Exercise aim.
When a line in the data below includes "only", pick it out and copy it.

(Stored data entries)
★ ★ ★ ★ ★

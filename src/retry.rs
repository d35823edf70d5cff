//! Retry classification and exponential backoff
//!
//! The orchestrator is the only component that schedules retries. This module
//! gives it the two answers it needs: whether a failure is worth retrying
//! ([`IsRetryable`]) and how long to wait before the next attempt
//! ([`backoff_delay`]).
//!
//! # Example
//!
//! ```
//! use collection_dl::config::RetryConfig;
//! use collection_dl::retry::backoff_delay;
//! use std::time::Duration;
//!
//! let config = RetryConfig::default();
//! assert_eq!(backoff_delay(0, &config), Duration::from_secs(1));
//! assert_eq!(backoff_delay(2, &config), Duration::from_secs(4));
//! assert_eq!(backoff_delay(10, &config), Duration::from_secs(60));
//! ```

use crate::config::RetryConfig;
use crate::error::{DownloadError, EngineError, Error};
use rand::Rng;
use std::time::Duration;

/// Trait for errors that can be classified as retryable or not
///
/// Transient failures (link not ready in time, interrupted transfer) should return `true`.
/// Permanent failures (untrusted source, state machine misuse) should return `false`.
pub trait IsRetryable {
    /// Returns true if the error is transient and the job should be retried
    fn is_retryable(&self) -> bool;
}

impl IsRetryable for DownloadError {
    fn is_retryable(&self) -> bool {
        match self {
            // The page may just be slow to prepare the archive
            DownloadError::PreparationTimeout { .. } => true,
            // Network drops and server errors on the engine side
            DownloadError::Interrupted { .. } => true,
            // Resolver may succeed once the page settles
            DownloadError::LinkResolutionExhausted { .. } => true,
            DownloadError::LinkResolutionFailed(_) => true,
            // A link outside the trusted domain will not change on retry
            DownloadError::UntrustedSource { .. } => false,
            // Caller bug, fatal to that call only
            DownloadError::AlreadyInProgress => false,
            // Neutral outcome, re-queued rather than retried
            DownloadError::Cancelled => false,
            DownloadError::Engine(e) => e.is_retryable(),
            // Tab closed or crashed underneath us
            DownloadError::Monitor(_) => true,
        }
    }
}

impl IsRetryable for EngineError {
    fn is_retryable(&self) -> bool {
        match self {
            EngineError::NotInProgress(_) => true,
            EngineError::Unavailable(_) => true,
            EngineError::Rejected(_) => false,
        }
    }
}

impl IsRetryable for Error {
    fn is_retryable(&self) -> bool {
        match self {
            Error::Download(e) => e.is_retryable(),
            // I/O errors can be retryable in some cases
            Error::Io(e) => matches!(
                e.kind(),
                std::io::ErrorKind::TimedOut
                    | std::io::ErrorKind::ConnectionRefused
                    | std::io::ErrorKind::ConnectionReset
                    | std::io::ErrorKind::ConnectionAborted
                    | std::io::ErrorKind::Interrupted
            ),
            // State machine misuse is a logic bug
            Error::Job(_) => false,
            Error::Queue(_) => false,
            Error::Config { .. } => false,
            Error::Database(_) | Error::Sqlx(_) => false,
            Error::Serialization(_) => false,
            Error::NotFound(_) => false,
            Error::ShuttingDown => false,
            Error::Other(_) => false,
        }
    }
}

/// Backoff before retry number `retry_count + 1`:
/// `min(initial_delay * backoff_multiplier^retry_count, max_delay)`, in whole milliseconds.
///
/// Jitter is not applied here; see [`with_jitter`].
pub fn backoff_delay(retry_count: u32, config: &RetryConfig) -> Duration {
    let exponent = i32::try_from(retry_count).unwrap_or(i32::MAX);
    let base_ms = config.initial_delay.as_secs_f64() * 1000.0;
    let max_ms = config.max_delay.as_secs_f64() * 1000.0;
    let delay_ms = (base_ms * config.backoff_multiplier.powi(exponent)).min(max_ms);
    Duration::from_millis(delay_ms.max(0.0).round() as u64)
}

/// Apply jitter to a delay when the policy asks for it
pub fn with_jitter(delay: Duration, config: &RetryConfig) -> Duration {
    if config.jitter {
        add_jitter(delay)
    } else {
        delay
    }
}

/// Add random jitter to a delay to prevent thundering herd
///
/// Jitter is uniformly distributed between 0% and 100% of the delay.
/// This means the actual delay will be between `delay` and `2 * delay`.
fn add_jitter(delay: Duration) -> Duration {
    let mut rng = rand::thread_rng();
    let jitter_factor: f64 = rng.gen_range(0.0..=1.0);
    let jittered_secs = delay.as_secs_f64() * (1.0 + jitter_factor);
    Duration::from_secs_f64(jittered_secs)
}
//! Cancellable delayed tasks.
//!
//! [`schedule_after`] runs a future once a delay has elapsed and hands back a
//! [`ScheduledTask`] that can abort it deterministically. Retry backoff uses
//! this so that `stop()` and `shutdown()` can drop pending retries instead of
//! letting stray timers re-enqueue work afterwards.

use std::future::Future;
use std::time::Duration;
use tokio_util::sync::CancellationToken;

/// Handle to a task scheduled with [`schedule_after`]
#[derive(Debug)]
pub struct ScheduledTask {
    token: CancellationToken,
    handle: tokio::task::JoinHandle<()>,
}

impl ScheduledTask {
    /// Abort the task. Has no effect if it already ran.
    pub fn cancel(&self) {
        self.token.cancel();
    }

    /// Whether the task ran to completion or was cancelled
    pub fn is_finished(&self) -> bool {
        self.handle.is_finished()
    }

    /// Whether `cancel` was called
    pub fn is_cancelled(&self) -> bool {
        self.token.is_cancelled()
    }
}

/// Run `task` after `delay` unless cancelled first.
///
/// Cancellation is checked before the task starts; once started the task runs
/// to completion.
pub fn schedule_after<F>(delay: Duration, task: F) -> ScheduledTask
where
    F: Future<Output = ()> + Send + 'static,
{
    let token = CancellationToken::new();
    let child = token.clone();

    let handle = tokio::spawn(async move {
        tokio::select! {
            biased;
            _ = child.cancelled() => {
                tracing::trace!("Scheduled task cancelled before firing");
            }
            _ = tokio::time::sleep(delay) => {
                if !child.is_cancelled() {
                    task.await;
                }
            }
        }
    });

    ScheduledTask { token, handle }
}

★ ★ ★ ★ ★

Your solution.
//! The orchestrator is the only component that schedules retries. This module
            // Caller bug, fatal to that call only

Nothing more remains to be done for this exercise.